How to convert a csv file to a Dictionary in Python?-CodePudding

I have a csv file which has the configuration information to create the yaml file (final desired result). Firstly, I am trying to convert each row of the csv file to a Dictionary and then I can easily convert Dictionary to yaml file using yaml.dump(Created_Dictionary)

Sample Input file (test.csv):

fieldname|type|allowed
field_A|String|10,20,30
field_B|Integer|

My source code using pandas library:

df = pd.read_csv("test.csv", "|")
df_to_dict = df.to_dict(orient='records')
print(df_to_dict) # print the dictionary

test_yaml = yaml.dump(df_to_dict)
print(test_yaml) # print the yaml file

Output I am getting for dictionary(df_to_dict):

[{'fieldname': 'field_A', 'type': 'String', 'allowed': '10,20,30'}, {'fieldname': 'field_B', 'type': 'Integer', 'allowed': nan}]

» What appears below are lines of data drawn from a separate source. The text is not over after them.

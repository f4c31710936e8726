//! Authentication for the Carrent booking API
//!
//! Tokens are issued by the marketplace identity service; this crate only
//! validates them and turns the claims into an [`carrent_core::models::Actor`]
//! that is passed explicitly into every booking operation.
//!
//! # Example
//!
//! ```no_run
//! use carrent_auth::{Claims, JwtService};
//! use carrent_core::models::UserRole;
//!
//! let jwt_service = JwtService::new("your-secret-key", 3600);
//! let token = jwt_service.create_token(&Claims::new(42, UserRole::Renter))?;
//! let claims = jwt_service.validate_token(&token)?;
//! assert_eq!(claims.user_id()?, 42);
//! # Ok::<(), carrent_core::error::AppError>(())
//! ```

pub mod claims;
pub mod jwt;
pub mod middleware;

pub use claims::Claims;
pub use jwt::JwtService;
pub use middleware::{AdminUser, AuthenticatedUser};
//! Redis notification outbox for Carrent
//!
//! The booking core never delivers email, SMS or push messages itself. It pushes
//! JSON [`NotificationMessage`]s onto a Redis list that external delivery workers
//! consume with `BLPOP`.
//!
//! # Example
//!
//! ```no_run
//! use carrent_core::models::NotificationKind;
//! use carrent_core::traits::Notifier;
//! use carrent_queue::RedisNotificationQueue;
//! use serde_json::json;
//!
//! #[tokio::main]
//! async fn main() -> Result<(), Box<dyn std::error::Error>> {
//!     let queue = RedisNotificationQueue::new("redis://127.0.0.1:6379", "notifications:outbox").await?;
//!     queue
//!         .notify(42, NotificationKind::BookingConfirmed, json!({ "booking_id": 1 }))
//!         .await?;
//!     Ok(())
//! }
//! ```

pub mod keys;
pub mod message;

pub use message::NotificationMessage;

use async_trait::async_trait;
use carrent_core::error::AppError;
use carrent_core::models::NotificationKind;
use carrent_core::traits::Notifier;
use redis::{aio::ConnectionManager, AsyncCommands, Client};
use serde_json::Value as JsonValue;
use tracing::{debug, error, instrument};

/// Notification outbox backed by a Redis list
///
/// Cloning is cheap; clones share the multiplexed connection.
#[derive(Clone)]
pub struct RedisNotificationQueue {
    manager: ConnectionManager,
    queue: String,
}

impl RedisNotificationQueue {
    /// Connect to Redis and target the given outbox list
    ///
    /// # Errors
    ///
    /// Returns `AppError::Queue` if the URL is invalid or the connection fails
    pub async fn new(url: &str, queue: &str) -> Result<Self, AppError> {
        debug!("Connecting to Redis at {}", url);

        let client = Client::open(url).map_err(|e| {
            error!("Failed to create Redis client: {}", e);
            AppError::Queue(format!("Invalid Redis URL: {}", e))
        })?;

        let manager = ConnectionManager::new(client).await.map_err(|e| {
            error!("Failed to establish Redis connection: {}", e);
            AppError::Queue(format!("Connection failed: {}", e))
        })?;

        debug!("Redis connection established successfully");
        Ok(Self {
            manager,
            queue: queue.to_string(),
        })
    }

    /// Ping the Redis server to check connectivity
    pub async fn ping(&self) -> Result<(), AppError> {
        let mut conn = self.manager.clone();
        let _: String = redis::cmd("PING")
            .query_async(&mut conn)
            .await
            .map_err(|e| {
                error!("Redis ping failed: {}", e);
                AppError::Queue(format!("Ping failed: {}", e))
            })?;
        Ok(())
    }

    /// Number of messages waiting for delivery
    pub async fn depth(&self) -> Result<i64, AppError> {
        let mut conn = self.manager.clone();
        conn.llen(&self.queue).await.map_err(|e| {
            error!("Failed to read outbox length: {}", e);
            AppError::Queue(format!("LLEN failed: {}", e))
        })
    }

    /// Push a prepared message onto the outbox
    pub async fn enqueue(&self, message: &NotificationMessage) -> Result<(), AppError> {
        let body = serde_json::to_string(message)?;
        let counter = keys::user_counter_key(message.user_id);

        let mut conn = self.manager.clone();
        let _: () = redis::pipe()
            .atomic()
            .rpush(&self.queue, body)
            .ignore()
            .incr(&counter, 1)
            .ignore()
            .expire(&counter, keys::USER_COUNTER_TTL_SECS)
            .ignore()
            .query_async(&mut conn)
            .await
            .map_err(|e| {
                error!("Failed to enqueue notification {}: {}", message.id, e);
                AppError::Queue(format!("Failed to enqueue notification: {}", e))
            })?;

        debug!(
            "Queued {} notification {} for user {}",
            message.kind, message.id, message.user_id
        );
        Ok(())
    }
}

#[async_trait]
impl Notifier for RedisNotificationQueue {
    #[instrument(skip(self, payload), fields(queue = %self.queue))]
    async fn notify(
        &self,
        user_id: i64,
        kind: NotificationKind,
        payload: JsonValue,
    ) -> Result<(), AppError> {
        self.enqueue(&NotificationMessage::new(user_id, kind, payload))
            .await
    }
}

Output I am getting for yaml (test_yaml):

- allowed: 10,20,30
  fieldname: field_A
  type: String
- allowed: .nan
  fieldname: field_B
  type: Integer

Desired dictionary output (df_to_dict) is:

[
      {'EXT_FILE_IND':
          {'type': 'String', 'maxlength': '1', 'required': 'TRUE', 'empty': 'TRUE', 'coerce': '', 'allowed': '10,20,30'}
       },
      {'EXT_0003_SITE_ID':
          {'type': 'String', 'maxlength': '4', 'required': 'TRUE', 'empty': 'TRUE', 'coerce': '', 'allowed': ''}
       },
      {'EXT_1001_CLAIM_NUMBER':
          {'type': 'String', 'maxlength': '15', 'required': 'TRUE', 'empty': 'TRUE', 'coerce': '', 'allowed': ''}
       }
     ]

Desired yaml output (test_yaml) is:

field_A:
  type: String
  allowed: 10,20,30
field_B:
  type: Integer
  allowed:

I see that the variable, df_to_dict, is a list of dictionaries. Do I have to loop through each list item and then build the dictionary for each row ? I am not understanding the correct approach. Any help is appreciated.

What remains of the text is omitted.